• _DATA RECORDS_:
┌────────

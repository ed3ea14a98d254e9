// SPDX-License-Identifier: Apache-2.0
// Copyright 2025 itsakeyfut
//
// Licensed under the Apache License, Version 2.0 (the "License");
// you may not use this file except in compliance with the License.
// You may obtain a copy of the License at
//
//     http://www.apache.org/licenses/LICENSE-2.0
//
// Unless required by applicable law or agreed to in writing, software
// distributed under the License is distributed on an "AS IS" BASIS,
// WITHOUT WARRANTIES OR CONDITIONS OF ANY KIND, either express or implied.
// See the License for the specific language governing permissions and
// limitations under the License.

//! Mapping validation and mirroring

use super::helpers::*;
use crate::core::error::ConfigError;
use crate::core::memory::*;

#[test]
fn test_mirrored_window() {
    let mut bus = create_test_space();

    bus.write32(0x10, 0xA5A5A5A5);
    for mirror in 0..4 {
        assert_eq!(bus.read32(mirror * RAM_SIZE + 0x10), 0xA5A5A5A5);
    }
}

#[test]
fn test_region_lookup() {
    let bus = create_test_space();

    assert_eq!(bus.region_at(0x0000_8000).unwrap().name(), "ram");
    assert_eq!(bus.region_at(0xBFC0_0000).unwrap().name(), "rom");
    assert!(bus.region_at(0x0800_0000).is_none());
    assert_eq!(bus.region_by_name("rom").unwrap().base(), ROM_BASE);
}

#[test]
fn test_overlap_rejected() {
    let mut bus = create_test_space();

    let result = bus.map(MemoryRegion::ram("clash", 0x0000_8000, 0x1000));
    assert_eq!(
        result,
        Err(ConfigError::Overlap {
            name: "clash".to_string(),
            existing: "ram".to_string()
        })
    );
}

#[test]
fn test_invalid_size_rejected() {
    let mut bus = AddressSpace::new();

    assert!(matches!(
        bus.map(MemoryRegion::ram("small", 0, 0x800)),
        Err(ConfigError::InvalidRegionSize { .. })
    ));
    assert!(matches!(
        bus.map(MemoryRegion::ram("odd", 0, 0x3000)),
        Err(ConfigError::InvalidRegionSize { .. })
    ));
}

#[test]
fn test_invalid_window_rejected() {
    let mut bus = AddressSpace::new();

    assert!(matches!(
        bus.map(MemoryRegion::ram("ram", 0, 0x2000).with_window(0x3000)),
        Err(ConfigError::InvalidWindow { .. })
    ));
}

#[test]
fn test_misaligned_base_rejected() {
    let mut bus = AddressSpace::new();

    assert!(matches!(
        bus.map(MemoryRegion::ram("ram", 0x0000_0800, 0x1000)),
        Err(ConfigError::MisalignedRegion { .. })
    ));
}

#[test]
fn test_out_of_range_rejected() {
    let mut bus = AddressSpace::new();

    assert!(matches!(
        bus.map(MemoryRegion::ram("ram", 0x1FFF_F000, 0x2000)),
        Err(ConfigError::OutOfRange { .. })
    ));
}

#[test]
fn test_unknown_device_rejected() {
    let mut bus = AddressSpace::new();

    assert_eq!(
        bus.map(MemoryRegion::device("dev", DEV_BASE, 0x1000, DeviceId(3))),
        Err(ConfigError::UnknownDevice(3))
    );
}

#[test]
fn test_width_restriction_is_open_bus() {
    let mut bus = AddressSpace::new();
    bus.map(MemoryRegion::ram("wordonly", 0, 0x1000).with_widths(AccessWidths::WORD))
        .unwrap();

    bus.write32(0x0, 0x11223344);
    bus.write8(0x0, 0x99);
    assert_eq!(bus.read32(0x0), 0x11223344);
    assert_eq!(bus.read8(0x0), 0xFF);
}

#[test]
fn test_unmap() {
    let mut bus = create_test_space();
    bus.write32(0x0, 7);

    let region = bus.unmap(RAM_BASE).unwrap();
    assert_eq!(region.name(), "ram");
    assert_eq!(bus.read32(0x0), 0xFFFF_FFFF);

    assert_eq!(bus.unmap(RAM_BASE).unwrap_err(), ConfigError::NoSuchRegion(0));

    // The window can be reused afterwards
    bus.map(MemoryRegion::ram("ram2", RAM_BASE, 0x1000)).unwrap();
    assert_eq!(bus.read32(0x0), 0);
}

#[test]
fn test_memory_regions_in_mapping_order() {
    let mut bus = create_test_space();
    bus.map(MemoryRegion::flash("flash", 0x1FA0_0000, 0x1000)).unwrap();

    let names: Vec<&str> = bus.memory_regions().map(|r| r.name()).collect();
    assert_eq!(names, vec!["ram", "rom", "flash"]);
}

└────────

• _WHAT IS NEEDED_:
In the records above, tally the lines where the word "under" appears, and give the number and nothing else.

• _ANSWER TO THIS PROBLEM_:
3